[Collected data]
//! Google Sheets source
//!
//! Reads a sheet through the public CSV export endpoint. The expected
//! layout follows the shared convention for TSN input sheets:
//!
//! - `Year`: YYYY
//! - `Month`: month number or English name
//! - `ID`: source id used to filter rows for one stream
//! - `Value`: numeric value to publish

use crate::csv_records::csv_record_stream;
use async_trait::async_trait;
use reqwest::Client;
use std::time::Duration;
use tracing::debug;
use tsn_common::StreamId;
use tsn_pipeline::{
    DateRule, FetchError, FieldSpec, FieldType, MappingRule, RawRecordStream, Schema,
    SourceFetcher, SourceSpec,
};

const GSHEET_EXPORT_BASE: &str = "https://docs.google.com/spreadsheets";

/// Default timeout for sheet export requests in seconds
const FETCH_TIMEOUT_SECS: u64 = 30;

/// Fetcher for one Google Sheet
pub struct GsheetFetcher {
    client: Client,
    base_url: String,
    sheet_id: String,
}

impl GsheetFetcher {
    pub fn new(sheet_id: impl Into<String>) -> Result<Self, FetchError> {
        Self::with_base_url(sheet_id, GSHEET_EXPORT_BASE)
    }

    /// Override the export endpoint, for tests
    pub fn with_base_url(
        sheet_id: impl Into<String>,
        base_url: impl Into<String>,
    ) -> Result<Self, FetchError> {
        let client = Client::builder()
            .timeout(Duration::from_secs(FETCH_TIMEOUT_SECS))
            .user_agent("tsn-adapters/0.1")
            .build()
            .map_err(|e| FetchError::Network(format!("failed to build HTTP client: {}", e)))?;

        Ok(Self {
            client,
            base_url: base_url.into().trim_end_matches('/').to_string(),
            sheet_id: sheet_id.into(),
        })
    }

    fn export_url(&self) -> String {
        format!("{}/d/{}/export?format=csv", self.base_url, self.sheet_id)
    }
}

#[async_trait]
impl SourceFetcher for GsheetFetcher {
    async fn fetch(&self, spec: &SourceSpec) -> Result<RawRecordStream, FetchError> {
        let url = self.export_url();
        debug!(source = %spec.name, sheet_id = %self.sheet_id, "Fetching sheet export");

        let response = self.client.get(&url).send().await?.error_for_status()?;
        let body = response.text().await?;

        csv_record_stream(body, b',')
    }
}

/// Declared schema for the shared sheet layout
pub fn sheet_schema() -> Schema {
    Schema::new(vec![
        FieldSpec::required("Year", FieldType::Integer),
        FieldSpec::required("Month", FieldType::String),
        FieldSpec::required("ID", FieldType::String),
        FieldSpec::required("Value", FieldType::Float),
    ])
}

/// Mapping for one (stream, source id) pair within a sheet
pub fn sheet_mapping(stream_id: StreamId, source_id: &str) -> MappingRule {
    MappingRule::to_stream(
        stream_id,
        DateRule::YearMonth {
            year: "Year".to_string(),
            month: "Month".to_string(),
        },
        "Value",
    )
    .with_filter("ID", source_id)
}

/// Complete source spec for one sheet-backed stream
pub fn sheet_spec(name: &str, stream_id: StreamId, source_id: &str) -> SourceSpec {
    SourceSpec {
        name: name.to_string(),
        schema: sheet_schema(),
        mapping: sheet_mapping(stream_id, source_id),
    }
}

#[cfg(test)]
#[allow(clippy::unwrap_used, clippy::expect_used)]
mod tests {
    use super::*;
    use tsn_pipeline::normalize::normalize;
    use tsn_pipeline::ValidationStats;

    #[test]
    fn test_export_url_shape() {
        let fetcher = GsheetFetcher::new("abc123").unwrap();
        assert_eq!(
            fetcher.export_url(),
            "https://docs.google.com/spreadsheets/d/abc123/export?format=csv"
        );
    }

    #[test]
    fn test_sheet_spec_maps_a_row_end_to_end() {
        let stream_id = StreamId::generate("sheet-test");
        let spec = sheet_spec("sheet", stream_id.clone(), "1.1.01");

        let raw = tsn_pipeline::RawRecord::new()
            .with_field("Year", "2024")
            .with_field("Month", "March")
            .with_field("ID", "1.1.01")
            .with_field("Value", "100.5");

        let mut stats = ValidationStats::default();
        let validated = spec.schema.validate(raw, &mut stats);
        let point = normalize(&validated, &spec.mapping).unwrap().unwrap();

        assert_eq!(point.stream_id, stream_id);
        assert_eq!(point.date.to_string(), "2024-03-01");
        assert_eq!(point.value, 100.5);
    }

    #[test]
    fn test_sheet_spec_filters_other_ids() {
        let spec = sheet_spec("sheet", StreamId::generate("sheet-test"), "1.1.01");
        let raw = tsn_pipeline::RawRecord::new()
            .with_field("Year", "2024")
            .with_field("Month", "3")
            .with_field("ID", "9.9.99")
            .with_field("Value", "1");

        let mut stats = ValidationStats::default();
        let validated = spec.schema.validate(raw, &mut stats);
        assert_eq!(normalize(&validated, &spec.mapping).unwrap(), None);
    }
}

**WORK TO BE COMPLETED**
Locate "assert_eq!(normalize(&validated, &spec.mapping).unwrap(), None);" in the data above. Then repeat, exactly, its line and each line after it through the last, adding nothing.

**WRITTEN ANSWER**
        assert_eq!(normalize(&validated, &spec.mapping).unwrap(), None);
    }
}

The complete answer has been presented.